Problem

The SchemaRead trait is generic over the lifetime 'de, to which the Reader parameter is also bound in the trait's read function.

pub trait SchemaRead<'de> {
    type Dst;

    fn read(reader: &mut Reader<'de>, dst: &mut MaybeUninit<Self::Dst>) -> ReadResult<()>;
}

This ensures that, when performing zero-copy deserialization (i.e., returning a reference into the Reader's byte buffer), the Reader's buffer must live at least as long as the destination's (dst) lifetime.

This can present a challenge in the implementation of the SchemaRead derive macro.

For example:

#[derive(SchemaRead)]
struct HasRef<'a> {
    name: &'a str
}

The macro must introduce 'de and ensure it outlives 'a.

Now where this can get tricky is when read impls are generated.

// Generated while iterating through the struct's declared fields.
<&'a str as SchemaRead<'de>>::read(
    reader,
    unsafe { &mut *(&raw mut (*dst_ptr).name).cast::<MaybeUninit<_>>() },
)?;

'de extends 'a, but 'a may not necessarily extend 'de (i.e., 'a may not live as long as 'de).

The way that the macro currently gets around this is by rebinding a type's field lifetime to 'de during code generation, which ensures that the bytes read in the read portion are done so as 'de (and as such satisfies the requirement that the read bytes live for 'de).

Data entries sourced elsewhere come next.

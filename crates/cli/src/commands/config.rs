use std::env;
use std::fs;
use std::path::Path;

use concierge_core::config::{resolve_config_path, AppConfig, LoadOptions};
use toml::Value;

use crate::commands::{CommandResult, EXIT_CONFIG};

/// One displayed setting: dotted key, env override (if any) and rendered value.
struct Field {
    key: &'static str,
    env_keys: &'static [&'static str],
    value: String,
}

pub fn run() -> CommandResult {
    let config = match AppConfig::load(LoadOptions::default()) {
        Ok(config) => config,
        Err(error) => {
            return CommandResult {
                exit_code: EXIT_CONFIG,
                output: format!("config validation failed: {error}"),
            };
        }
    };

    let file_path = resolve_config_path(None);
    let file_doc = file_path.as_deref().and_then(load_file_doc);

    let mut lines = vec!["effective config (source precedence: env > file > default):".to_string()];
    for field in fields(&config) {
        let source = field_source(&field, file_doc.as_ref(), file_path.as_deref());
        lines.push(format!("- {} = {} (source: {source})", field.key, field.value));
    }

    CommandResult { exit_code: 0, output: lines.join("\n") }
}

fn fields(config: &AppConfig) -> Vec<Field> {
    let api_key = if config.llm.api_key.is_some() { "<redacted>" } else { "<unset>" };

    vec![
        field("database.url", &["CONCIERGE_DATABASE_URL"], config.database.url.clone()),
        field(
            "database.max_connections",
            &["CONCIERGE_DATABASE_MAX_CONNECTIONS"],
            config.database.max_connections.to_string(),
        ),
        field("llm.api_key", &["CONCIERGE_LLM_API_KEY", "OPENAI_API_KEY"], api_key.to_string()),
        field("llm.base_url", &["CONCIERGE_LLM_BASE_URL"], config.llm.base_url.clone()),
        field("llm.model", &["CONCIERGE_LLM_MODEL"], config.llm.model.clone()),
        field("llm.temperature", &["CONCIERGE_LLM_TEMPERATURE"], config.llm.temperature.to_string()),
        field("llm.max_retries", &["CONCIERGE_LLM_MAX_RETRIES"], config.llm.max_retries.to_string()),
        field(
            "agent.max_iterations",
            &["CONCIERGE_AGENT_MAX_ITERATIONS"],
            config.agent.max_iterations.to_string(),
        ),
        field(
            "agent.answer_timeout_secs",
            &["CONCIERGE_AGENT_ANSWER_TIMEOUT_SECS"],
            config.agent.answer_timeout_secs.to_string(),
        ),
        field(
            "knowledge.document_path",
            &["CONCIERGE_KNOWLEDGE_DOCUMENT_PATH"],
            config.knowledge.document_path.display().to_string(),
        ),
        field(
            "knowledge.index_path",
            &["CONCIERGE_KNOWLEDGE_INDEX_PATH"],
            config.knowledge.index_path.display().to_string(),
        ),
        field(
            "knowledge.chunk_size",
            &["CONCIERGE_KNOWLEDGE_CHUNK_SIZE"],
            config.knowledge.chunk_size.to_string(),
        ),
        field(
            "knowledge.chunk_overlap",
            &["CONCIERGE_KNOWLEDGE_CHUNK_OVERLAP"],
            config.knowledge.chunk_overlap.to_string(),
        ),
        field("knowledge.top_k", &["CONCIERGE_KNOWLEDGE_TOP_K"], config.knowledge.top_k.to_string()),
        field(
            "memory.max_history_turns",
            &["CONCIERGE_MEMORY_MAX_HISTORY_TURNS"],
            config.memory.max_history_turns.to_string(),
        ),
        field(
            "server.bind_address",
            &["CONCIERGE_SERVER_BIND_ADDRESS"],
            config.server.bind_address.clone(),
        ),
        field("server.port", &["CONCIERGE_SERVER_PORT"], config.server.port.to_string()),
        field(
            "logging.level",
            &["CONCIERGE_LOGGING_LEVEL", "CONCIERGE_LOG_LEVEL"],
            config.logging.level.clone(),
        ),
        field(
            "logging.format",
            &["CONCIERGE_LOGGING_FORMAT", "CONCIERGE_LOG_FORMAT"],
            format!("{:?}", config.logging.format),
        ),
    ]
}

fn field(key: &'static str, env_keys: &'static [&'static str], value: String) -> Field {
    Field { key, env_keys, value }
}

fn load_file_doc(path: &Path) -> Option<Value> {
    fs::read_to_string(path).ok()?.parse::<Value>().ok()
}

fn field_source(field: &Field, file_doc: Option<&Value>, file_path: Option<&Path>) -> String {
    if let Some(env_key) = field.env_keys.iter().find(|key| env::var_os(key).is_some()) {
        return format!("env ({env_key})");
    }

    if file_doc.is_some_and(|doc| contains_path(doc, field.key)) {
        let file_path = file_path
            .map(|path| path.display().to_string())
            .unwrap_or_else(|| "config file".to_string());
        return format!("file ({file_path})");
    }

    "default".to_string()
}

fn contains_path(root: &Value, key_path: &str) -> bool {
    key_path.split('.').try_fold(root, |current, key| current.get(key)).is_some()
}

#[cfg(test)]
mod tests {
    use super::contains_path;

    #[test]
    fn nested_keys_are_found_in_toml_documents() {
        let doc: toml::Value = "[llm]\nmodel = \"gpt-4o-mini\"\n".parse().expect("toml");
        assert!(contains_path(&doc, "llm.model"));
        assert!(!contains_path(&doc, "llm.base_url"));
        assert!(!contains_path(&doc, "server.port"));
    }
}
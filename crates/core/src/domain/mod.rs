pub mod event;
pub mod notification;
pub mod reply;
pub mod session;
use std::sync::{Arc, Mutex};

use async_trait::async_trait;
use axum::body::{to_bytes, Body};
use axum::http::{Request, StatusCode};
use axum::Router;
use serde_json::{json, Value};
use tower::ServiceExt;

use concierge_agent::llm::{ChatCompletion, ChatMessage, LlmClient, LlmError};
use concierge_agent::tools::ToolDescriptor;
use concierge_core::config::AppConfig;
use concierge_core::domain::notification::NEW_SALE_NOTIFICATION;
use concierge_core::domain::reply::DEFAULT_APOLOGY;
use concierge_core::menu::MenuTemplates;
use concierge_server::app;
use concierge_server::bootstrap::{bootstrap_with_llm, Application};
use concierge_server::webhook::WEBHOOK_BODY_LIMIT;

/// Echoes the latest user message and records how many messages it saw.
#[derive(Default)]
struct EchoLlm {
    message_counts: Mutex<Vec<usize>>,
}

#[async_trait]
impl LlmClient for EchoLlm {
    async fn complete(
        &self,
        messages: &[ChatMessage],
        _tools: &[ToolDescriptor],
    ) -> Result<ChatCompletion, LlmError> {
        self.message_counts.lock().expect("counts").push(messages.len());
        let last_user = messages
            .iter()
            .rev()
            .find_map(|message| match message {
                ChatMessage::User(text) => Some(text.clone()),
                _ => None,
            })
            .unwrap_or_default();
        Ok(ChatCompletion { text: Some(format!("echo: {last_user}")), tool_calls: Vec::new() })
    }
}

struct TestApp {
    app: Application,
    routes: Router,
    llm: Arc<EchoLlm>,
    _dir: tempfile::TempDir,
}

async fn start() -> TestApp {
    let dir = tempfile::tempdir().expect("tempdir");
    let document = dir.path().join("documento.txt");
    std::fs::write(&document, "Store hours are listed on the website.").expect("write corpus");

    let mut config = AppConfig::default();
    config.database.url = "sqlite::memory:".to_string();
    config.database.max_connections = 1;
    config.llm.api_key = Some("sk-test-placeholder".to_string().into());
    config.knowledge.document_path = document;
    config.knowledge.index_path = dir.path().join("knowledge_index");

    let llm = Arc::new(EchoLlm::default());
    let app = bootstrap_with_llm(config, llm.clone()).await.expect("bootstrap");
    let routes = app::router(&app);
    TestApp { app, routes, llm, _dir: dir }
}

async fn post_webhook(routes: &Router, body: impl Into<Body>, content_type: &str) -> (StatusCode, Value) {
    let request = Request::builder()
        .method("POST")
        .uri("/webhook")
        .header("content-type", content_type)
        .body(body.into())
        .expect("request");
    let response = routes.clone().oneshot(request).await.expect("response");
    let status = response.status();
    let bytes = to_bytes(response.into_body(), usize::MAX).await.expect("body");
    (status, serde_json::from_slice(&bytes).expect("json body"))
}

fn dialogflow(intent: &str, text: &str, parameters: Value) -> String {
    json!({
        "session": "projects/demo/agent/sessions/integration",
        "queryResult": {
            "queryText": text,
            "intent": { "displayName": intent },
            "parameters": parameters,
        }
    })
    .to_string()
}

#[tokio::test]
async fn menu_intent_answers_with_template_regardless_of_content_type() {
    let test = start().await;

    let (status, body) = post_webhook(
        &test.routes,
        dialogflow("MenuOpcion_Contacto", "contact", json!({})),
        "text/plain",
    )
    .await;

    assert_eq!(status, StatusCode::OK);
    assert_eq!(body["fulfillmentText"], MenuTemplates::default().contact);
    assert_eq!(body["fulfillmentMessages"][0]["text"]["text"][0], body["fulfillmentText"]);
    assert!(test.llm.message_counts.lock().expect("counts").is_empty());
    assert_eq!(stored_turns(&test).await, 0, "menu replies are not remembered");
}

async fn stored_turns(test: &TestApp) -> i64 {
    sqlx::query_scalar("SELECT COUNT(*) FROM conversation_turn")
        .fetch_one(&test.app.db_pool)
        .await
        .expect("count")
}

#[tokio::test]
async fn unparseable_body_still_gets_an_apology() {
    let test = start().await;

    let (status, body) = post_webhook(&test.routes, "{ definitely not json", "application/json").await;

    assert_eq!(status, StatusCode::OK);
    assert_eq!(body["fulfillmentText"], DEFAULT_APOLOGY);
}

#[tokio::test]
async fn oversized_body_gets_an_apology_instead_of_413() {
    let test = start().await;
    let text = "a".repeat(WEBHOOK_BODY_LIMIT + 1024);

    let (status, body) = post_webhook(
        &test.routes,
        dialogflow("Default Fallback Intent", &text, json!({})),
        "application/json",
    )
    .await;

    assert_eq!(status, StatusCode::OK);
    assert_eq!(body["fulfillmentText"], DEFAULT_APOLOGY);
    assert!(test.llm.message_counts.lock().expect("counts").is_empty());
}

#[tokio::test]
async fn fallback_turns_reach_the_agent_with_history() {
    let test = start().await;

    let (_, first) =
        post_webhook(&test.routes, dialogflow("Default Fallback Intent", "hello", json!({})), "application/json")
            .await;
    let (_, second) =
        post_webhook(&test.routes, dialogflow("Default Fallback Intent", "again", json!({})), "application/json")
            .await;

    assert_eq!(first["fulfillmentText"], "echo: hello");
    assert_eq!(second["fulfillmentText"], "echo: again");
    // system + query, then system + two remembered turns + query
    assert_eq!(*test.llm.message_counts.lock().expect("counts"), vec![2, 4]);

    assert_eq!(stored_turns(&test).await, 4);
}

#[tokio::test]
async fn confirmed_sale_is_broadcast_to_subscribers() {
    let test = start().await;
    let mut subscriber = test.app.notifications.subscribe();

    let (status, body) = post_webhook(
        &test.routes,
        dialogflow(
            "Confirmar_Venta_Intent",
            "yes",
            json!({ "producto": "Laptop Pro", "cliente": "Ana" }),
        ),
        "application/json",
    )
    .await;

    assert_eq!(status, StatusCode::OK);
    let text = body["fulfillmentText"].as_str().expect("text");
    assert!(text.contains("Laptop Pro") && text.contains("Ana"));

    let frame = subscriber.recv().await.expect("notification").frame();
    assert_eq!(frame["event"], NEW_SALE_NOTIFICATION);
    assert_eq!(frame["payload"]["product"], "Laptop Pro");
    assert_eq!(frame["payload"]["client"], "Ana");
    assert!(subscriber.try_recv().is_err(), "exactly one notification per sale");
    assert_eq!(stored_turns(&test).await, 0);
}

#[tokio::test]
async fn health_reports_ready_after_bootstrap() {
    let test = start().await;

    let response = test
        .routes
        .clone()
        .oneshot(Request::builder().uri("/health").body(Body::empty()).expect("request"))
        .await
        .expect("response");

    assert_eq!(response.status(), StatusCode::OK);
    let bytes = to_bytes(response.into_body(), usize::MAX).await.expect("body");
    let body: Value = serde_json::from_slice(&bytes).expect("json");
    assert_eq!(body["database"]["status"], "ready");
    assert_eq!(body["knowledge"]["status"], "ready");
}
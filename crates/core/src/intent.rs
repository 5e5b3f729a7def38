//! Intent dispatch table.
//!
//! Dialogflow classifies each turn with an intent display name. The table
//! below is the single place that maps those labels onto handling paths; any
//! label not listed (including a missing one) falls through to the answering
//! agent.

use crate::menu::MenuOption;

pub const SALE_PRODUCT_SLOT: &str = "producto";
pub const SALE_CLIENT_SLOT: &str = "cliente";

#[derive(Clone, Copy, Debug, PartialEq, Eq, Hash)]
pub enum IntentKind {
    Menu(MenuOption),
    ConfirmSale,
    Fallback,
}

const DISPATCH_TABLE: &[(&str, IntentKind)] = &[
    ("MenuOpcion_Horarios", IntentKind::Menu(MenuOption::BusinessHours)),
    ("MenuOpcion_Contacto", IntentKind::Menu(MenuOption::Contact)),
    ("MenuOpcion_Soporte", IntentKind::Menu(MenuOption::Support)),
    ("MenuOpcion_Precios", IntentKind::Menu(MenuOption::Pricing)),
    ("MenuOpcion_Ubicacion", IntentKind::Menu(MenuOption::Location)),
    ("Confirmar_Venta_Intent", IntentKind::ConfirmSale),
];

impl IntentKind {
    pub fn from_label(label: Option<&str>) -> Self {
        let Some(label) = label.map(str::trim) else {
            return Self::Fallback;
        };

        DISPATCH_TABLE
            .iter()
            .find(|(known, _)| *known == label)
            .map(|(_, kind)| *kind)
            .unwrap_or(Self::Fallback)
    }

    pub fn label(&self) -> Option<&'static str> {
        DISPATCH_TABLE.iter().find(|(_, kind)| kind == self).map(|(label, _)| *label)
    }

    pub fn kind_name(&self) -> &'static str {
        match self {
            Self::Menu(_) => "menu",
            Self::ConfirmSale => "confirm_sale",
            Self::Fallback => "fallback",
        }
    }
}

pub fn known_labels() -> impl Iterator<Item = &'static str> {
    DISPATCH_TABLE.iter().map(|(label, _)| *label)
}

This is brittle because it only works for reference types (e.g., &'a T). It does not work for types with generic lifetime bounds (e.g., OtherType<'a>) because they are represented as distinct AST nodes. This is not ideal, because in principle, there's no reason we shouldn't be able to zero-copy deserialize nested types containing references.

Summary of changes

This removes the brittle lifetime rebinding done by matching on a single level Type, and instead replaces that functionality with syn's VisitMut, which provides recursive mutable access to the AST nodes that comprise a Type.